Our colleague and friend Philippe Di Francesco has just been appointed member of the French Académie des Sciences.
After entering the École Polytechnique in 1982 (ranked first) and being admitted to the Corps des Mines, he joined the Service de Physique Théorique (former name of the IPhT) as a permanent researcher in 1988.
His professional experience has been enriched by several stays in the United States, first as a postdoctoral fellow at Princeton University, then as a professor at the University of North Carolina at Chapel Hill, and more recently at the University of Illinois at Urbana-Champaign.

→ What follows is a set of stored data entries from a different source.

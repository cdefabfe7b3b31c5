//! The roll orchestrator: preferences, sampling and selection composed into a
//! single call that always produces an item.
//!
//! [`GachaEngine::try_roll`] is the happy path and reports why it could not
//! draw from the catalog as a [`RollError`]. [`GachaEngine::roll`] matches on
//! that reason, falls back to a synthetic item, and as a last resort returns
//! the emergency item.

use std::sync::Arc;

use rand::Rng;

use crate::catalog::Catalog;
use crate::config::RollConfig;
use crate::error::{ConfigError, RollError};
use crate::fallback::{RollOutcome, RollSource, emergency_item, generate_fallback};
use crate::ladder::RaritySampler;
use crate::model::{Category, Levels};
use crate::preferences::{PreferenceGate, PreferenceStore};
use crate::selector::ItemSelector;

#[derive(Debug, Clone)]
pub struct GachaEngine {
    catalog: Arc<Catalog>,
    preferences: PreferenceGate,
    sampler: RaritySampler,
    selector: ItemSelector,
    config: RollConfig,
}

impl GachaEngine {
    /// Engine with the default [`RollConfig`].
    pub fn new(catalog: Arc<Catalog>, store: Arc<dyn PreferenceStore>) -> Self {
        let config = RollConfig::default();
        Self {
            catalog,
            preferences: PreferenceGate::new(store),
            sampler: RaritySampler::default(),
            selector: ItemSelector::new(config.tolerances.clone()),
            config,
        }
    }

    pub fn with_config(
        catalog: Arc<Catalog>,
        store: Arc<dyn PreferenceStore>,
        config: RollConfig,
    ) -> Result<Self, ConfigError> {
        config.validate()?;
        let sampler =
            RaritySampler::new(config.exponent).map_err(|_| ConfigError::Exponent(config.exponent))?;
        Ok(Self {
            catalog,
            preferences: PreferenceGate::new(store),
            sampler,
            selector: ItemSelector::new(config.tolerances.clone()),
            config,
        })
    }

    pub fn catalog(&self) -> &Catalog {
        &self.catalog
    }

    pub fn preferences(&self) -> &PreferenceGate {
        &self.preferences
    }

    pub fn config(&self) -> &RollConfig {
        &self.config
    }

    /// Draw from the catalog or say why not.
    ///
    /// The returned `actual_rarity` is the sampled target; the item's own
    /// rarity may differ by up to the widest tolerance, or more when the
    /// whole pool was used.
    pub async fn try_roll<R: Rng + ?Sized>(
        &self,
        category: Category,
        levels: Levels,
        rng: &mut R,
    ) -> Result<RollOutcome, RollError> {
        let filters = self.preferences.active_filters().await;

        let source = self.catalog.pool(category);
        if source.is_empty() {
            return Err(RollError::DataUnavailable { category });
        }
        let pool = filters.apply(source);
        if pool.is_empty() {
            return Err(RollError::FilteredToEmpty { category });
        }

        let target = self.sampler.sample(levels, rng)?;
        let item = self.selector.select(category, target, &pool, rng)?;
        tracing::debug!(%category, target_rarity = target, title = %item.title, "rolled catalog item");

        Ok(RollOutcome {
            item,
            actual_rarity: target,
            source: RollSource::Catalog,
        })
    }

    /// Roll, recovering from every failure. Always returns an item.
    pub async fn roll<R: Rng + ?Sized>(
        &self,
        category: Category,
        levels: Levels,
        rng: &mut R,
    ) -> RollOutcome {
        match self.try_roll(category, levels, rng).await {
            Ok(outcome) => outcome,
            Err(err) => self.recover(category, levels, &err, rng),
        }
    }

    fn recover<R: Rng + ?Sized>(
        &self,
        category: Category,
        levels: Levels,
        err: &RollError,
        rng: &mut R,
    ) -> RollOutcome {
        match err {
            RollError::DataUnavailable { .. } => {
                tracing::debug!(%category, "no catalog data, using fallback");
            }
            RollError::FilteredToEmpty { .. } => {
                tracing::warn!(%category, "all items filtered out by user preferences, using fallback");
            }
            RollError::NoCandidates | RollError::Sample(_) => {
                tracing::error!(%category, %err, "roll failed, using fallback");
            }
        }

        match generate_fallback(&self.sampler, levels, rng) {
            Ok(outcome) => outcome,
            Err(fallback_err) => {
                tracing::error!(%category, %fallback_err, "fallback failed, using emergency item");
                emergency_item(category)
            }
        }
    }
}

His appointment to the Académie des Sciences marks the culmination of an outstanding scientific career in mathematical physics, in fields ranging from conformal field theories, integrable systems in statistical physics and random matrices in quantum gravity to, more recently, combinatorics in relation to random maps, tilings and cluster algebras. Co-author of a reference book on conformal field theories, he has contributed to a better understanding of the conformal limits of the Potts and critical loop models thanks to modular invariance, as well as to establishing numerous rigorous results on the intrinsic geometry of large random maps. His research also established a connection between problems of pure combinatorics and notions of discrete integrability, with a particular application to the arctic phenomenon in random tilings. We also owe him a large number of enumerative results in notoriously difficult problems such as that of meanders, as well as some remarkable conjectures, still open.
Tireless calculator, curious and interested in all aspects of physics and mathematics, always ready to get involved in new problems, Philippe is an exceptional researcher in terms of talent, enthusiasm and availability, making him a major asset to our laboratory.
Congratulations to our new Academician!